- WHAT THE EXERCISE ASKS: Reproduce only the stretch of entries below that begins at the first line and ends at the line holding "the worker failed.".

- DATA SHOWN:
• • • • •

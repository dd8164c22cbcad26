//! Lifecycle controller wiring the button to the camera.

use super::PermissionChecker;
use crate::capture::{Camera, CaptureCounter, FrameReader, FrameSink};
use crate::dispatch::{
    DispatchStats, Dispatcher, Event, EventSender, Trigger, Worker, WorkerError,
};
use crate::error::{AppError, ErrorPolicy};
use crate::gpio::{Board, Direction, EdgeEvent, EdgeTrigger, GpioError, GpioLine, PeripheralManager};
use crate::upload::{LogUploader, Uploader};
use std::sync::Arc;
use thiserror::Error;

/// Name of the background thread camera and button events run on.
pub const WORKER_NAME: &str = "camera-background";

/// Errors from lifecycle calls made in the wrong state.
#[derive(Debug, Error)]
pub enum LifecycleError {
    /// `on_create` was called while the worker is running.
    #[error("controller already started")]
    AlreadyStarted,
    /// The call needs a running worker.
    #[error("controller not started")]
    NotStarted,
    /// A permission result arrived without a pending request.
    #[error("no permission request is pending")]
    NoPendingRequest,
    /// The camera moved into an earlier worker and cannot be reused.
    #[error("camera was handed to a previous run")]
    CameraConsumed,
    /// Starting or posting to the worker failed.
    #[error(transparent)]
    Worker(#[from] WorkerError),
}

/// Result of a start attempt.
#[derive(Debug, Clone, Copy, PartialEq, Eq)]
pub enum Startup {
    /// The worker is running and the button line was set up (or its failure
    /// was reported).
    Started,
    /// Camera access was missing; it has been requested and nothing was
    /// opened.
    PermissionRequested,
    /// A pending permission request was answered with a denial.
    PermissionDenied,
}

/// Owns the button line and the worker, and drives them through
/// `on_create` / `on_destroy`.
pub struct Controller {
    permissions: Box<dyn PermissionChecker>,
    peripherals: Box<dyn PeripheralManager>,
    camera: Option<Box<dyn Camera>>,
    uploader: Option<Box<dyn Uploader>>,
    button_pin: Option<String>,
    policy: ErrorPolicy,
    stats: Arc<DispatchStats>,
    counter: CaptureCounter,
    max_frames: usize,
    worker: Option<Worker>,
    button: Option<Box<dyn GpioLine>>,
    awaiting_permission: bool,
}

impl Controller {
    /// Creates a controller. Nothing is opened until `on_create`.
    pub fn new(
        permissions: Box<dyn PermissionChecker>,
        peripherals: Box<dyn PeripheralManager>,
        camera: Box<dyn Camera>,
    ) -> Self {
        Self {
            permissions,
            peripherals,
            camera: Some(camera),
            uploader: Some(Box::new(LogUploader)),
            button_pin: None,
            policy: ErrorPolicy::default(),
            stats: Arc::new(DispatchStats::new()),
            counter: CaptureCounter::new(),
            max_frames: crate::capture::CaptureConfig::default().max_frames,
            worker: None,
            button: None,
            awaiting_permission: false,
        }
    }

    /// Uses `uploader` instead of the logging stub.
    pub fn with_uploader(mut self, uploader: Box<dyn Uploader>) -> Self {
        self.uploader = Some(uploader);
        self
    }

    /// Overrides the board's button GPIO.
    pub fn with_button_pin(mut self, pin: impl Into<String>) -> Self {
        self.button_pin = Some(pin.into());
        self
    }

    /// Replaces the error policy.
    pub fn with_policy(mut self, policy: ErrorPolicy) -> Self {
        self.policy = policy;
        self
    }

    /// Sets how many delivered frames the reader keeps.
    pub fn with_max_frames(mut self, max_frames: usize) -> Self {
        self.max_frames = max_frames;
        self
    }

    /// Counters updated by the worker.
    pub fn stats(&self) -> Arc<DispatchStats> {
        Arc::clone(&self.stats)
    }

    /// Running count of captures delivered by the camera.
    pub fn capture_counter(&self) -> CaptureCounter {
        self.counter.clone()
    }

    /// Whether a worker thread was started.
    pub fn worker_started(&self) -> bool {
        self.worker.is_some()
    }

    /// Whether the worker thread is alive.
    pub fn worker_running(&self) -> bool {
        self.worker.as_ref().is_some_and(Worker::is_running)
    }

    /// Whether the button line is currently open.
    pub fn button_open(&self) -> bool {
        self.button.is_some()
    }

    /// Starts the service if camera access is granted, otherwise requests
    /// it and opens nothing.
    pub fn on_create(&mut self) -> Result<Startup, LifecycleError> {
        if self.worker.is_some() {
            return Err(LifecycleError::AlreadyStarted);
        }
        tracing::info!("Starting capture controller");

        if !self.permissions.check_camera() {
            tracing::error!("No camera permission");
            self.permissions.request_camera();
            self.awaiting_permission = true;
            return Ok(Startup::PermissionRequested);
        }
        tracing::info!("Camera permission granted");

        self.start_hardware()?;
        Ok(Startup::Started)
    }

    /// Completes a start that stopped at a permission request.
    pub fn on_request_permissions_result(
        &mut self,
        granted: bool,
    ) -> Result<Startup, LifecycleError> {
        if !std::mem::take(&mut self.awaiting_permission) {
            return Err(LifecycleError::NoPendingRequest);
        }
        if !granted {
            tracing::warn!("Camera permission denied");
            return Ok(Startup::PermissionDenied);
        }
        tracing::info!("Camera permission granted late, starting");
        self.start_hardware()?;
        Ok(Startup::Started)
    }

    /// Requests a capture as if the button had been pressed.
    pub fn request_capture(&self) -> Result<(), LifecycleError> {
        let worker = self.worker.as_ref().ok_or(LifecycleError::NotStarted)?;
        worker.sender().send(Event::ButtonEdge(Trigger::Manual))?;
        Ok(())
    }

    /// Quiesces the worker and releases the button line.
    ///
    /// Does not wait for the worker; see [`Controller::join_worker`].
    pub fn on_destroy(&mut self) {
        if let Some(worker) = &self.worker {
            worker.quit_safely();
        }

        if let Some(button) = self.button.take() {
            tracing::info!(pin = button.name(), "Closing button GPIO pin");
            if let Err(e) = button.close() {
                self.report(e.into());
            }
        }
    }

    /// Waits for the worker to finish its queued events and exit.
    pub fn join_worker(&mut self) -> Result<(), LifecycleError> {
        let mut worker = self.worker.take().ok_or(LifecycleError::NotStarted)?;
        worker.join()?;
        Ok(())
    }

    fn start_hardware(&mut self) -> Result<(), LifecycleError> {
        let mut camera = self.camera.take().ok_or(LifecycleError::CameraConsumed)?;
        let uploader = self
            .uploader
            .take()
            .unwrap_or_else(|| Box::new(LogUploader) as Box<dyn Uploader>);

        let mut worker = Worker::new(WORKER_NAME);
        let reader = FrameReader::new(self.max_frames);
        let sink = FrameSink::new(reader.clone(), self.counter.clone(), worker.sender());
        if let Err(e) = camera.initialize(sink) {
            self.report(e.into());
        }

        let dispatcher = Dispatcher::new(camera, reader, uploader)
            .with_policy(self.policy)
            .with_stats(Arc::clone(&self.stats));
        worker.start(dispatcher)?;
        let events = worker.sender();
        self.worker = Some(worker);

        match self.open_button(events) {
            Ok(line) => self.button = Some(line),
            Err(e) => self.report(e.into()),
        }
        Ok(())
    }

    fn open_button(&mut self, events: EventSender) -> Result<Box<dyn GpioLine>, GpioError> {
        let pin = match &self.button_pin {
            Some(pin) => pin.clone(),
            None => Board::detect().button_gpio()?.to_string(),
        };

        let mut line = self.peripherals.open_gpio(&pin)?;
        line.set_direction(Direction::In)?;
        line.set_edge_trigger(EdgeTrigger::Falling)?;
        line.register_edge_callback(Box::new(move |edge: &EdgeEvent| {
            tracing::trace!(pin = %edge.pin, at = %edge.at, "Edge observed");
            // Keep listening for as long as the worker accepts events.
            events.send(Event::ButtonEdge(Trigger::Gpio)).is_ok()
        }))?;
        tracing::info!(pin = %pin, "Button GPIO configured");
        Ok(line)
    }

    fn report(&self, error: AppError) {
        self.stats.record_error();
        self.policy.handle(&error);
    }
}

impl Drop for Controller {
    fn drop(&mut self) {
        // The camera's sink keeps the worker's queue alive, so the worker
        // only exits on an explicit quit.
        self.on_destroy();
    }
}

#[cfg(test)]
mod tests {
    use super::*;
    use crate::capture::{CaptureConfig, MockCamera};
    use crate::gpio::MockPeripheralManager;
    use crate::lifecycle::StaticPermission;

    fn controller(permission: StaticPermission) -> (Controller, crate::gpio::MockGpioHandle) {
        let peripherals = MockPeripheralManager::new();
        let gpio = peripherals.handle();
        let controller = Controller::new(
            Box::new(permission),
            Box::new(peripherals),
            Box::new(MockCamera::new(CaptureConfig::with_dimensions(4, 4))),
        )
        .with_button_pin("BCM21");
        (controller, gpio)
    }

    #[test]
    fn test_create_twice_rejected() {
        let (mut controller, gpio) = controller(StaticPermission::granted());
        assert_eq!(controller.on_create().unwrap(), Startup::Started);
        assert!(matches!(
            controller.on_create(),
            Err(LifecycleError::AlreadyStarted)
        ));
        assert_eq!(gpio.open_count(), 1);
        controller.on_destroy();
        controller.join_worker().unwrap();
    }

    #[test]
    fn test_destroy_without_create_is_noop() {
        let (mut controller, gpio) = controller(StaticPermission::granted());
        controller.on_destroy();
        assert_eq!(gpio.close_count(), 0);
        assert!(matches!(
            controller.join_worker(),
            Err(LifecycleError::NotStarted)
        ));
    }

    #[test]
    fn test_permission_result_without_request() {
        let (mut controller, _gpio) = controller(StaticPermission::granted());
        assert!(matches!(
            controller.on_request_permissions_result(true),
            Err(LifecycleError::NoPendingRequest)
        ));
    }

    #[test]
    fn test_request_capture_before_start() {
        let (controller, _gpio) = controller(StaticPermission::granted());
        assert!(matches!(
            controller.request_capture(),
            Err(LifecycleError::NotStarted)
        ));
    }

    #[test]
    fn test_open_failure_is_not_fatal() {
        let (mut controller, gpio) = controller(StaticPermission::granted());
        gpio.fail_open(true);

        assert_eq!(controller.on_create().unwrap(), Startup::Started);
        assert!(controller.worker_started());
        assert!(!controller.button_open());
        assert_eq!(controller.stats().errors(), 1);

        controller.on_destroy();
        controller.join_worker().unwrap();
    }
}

• • • • •

- TASK RESULT:
repository dd8164c22cbcad26
//! Lifecycle controller wiring the button to the camera.

use super::PermissionChecker;
use crate::capture::{Camera, CaptureCounter, FrameReader, FrameSink};
use crate::dispatch::{
    DispatchStats, Dispatcher, Event, EventSender, Trigger, Worker, WorkerError,
};
use crate::error::{AppError, ErrorPolicy};
use crate::gpio::{Board, Direction, EdgeEvent, EdgeTrigger, GpioError, GpioLine, PeripheralManager};
use crate::upload::{LogUploader, Uploader};
use std::sync::Arc;
use thiserror::Error;

/// Name of the background thread camera and button events run on.
pub const WORKER_NAME: &str = "camera-background";

/// Errors from lifecycle calls made in the wrong state.
#[derive(Debug, Error)]
pub enum LifecycleError {
    /// `on_create` was called while the worker is running.
    #[error("controller already started")]
    AlreadyStarted,
    /// The call needs a running worker.
    #[error("controller not started")]
    NotStarted,
    /// A permission result arrived without a pending request.
    #[error("no permission request is pending")]
    NoPendingRequest,
    /// The camera moved into an earlier worker and cannot be reused.
    #[error("camera was handed to a previous run")]
    CameraConsumed,
    /// Starting or posting to the worker failed.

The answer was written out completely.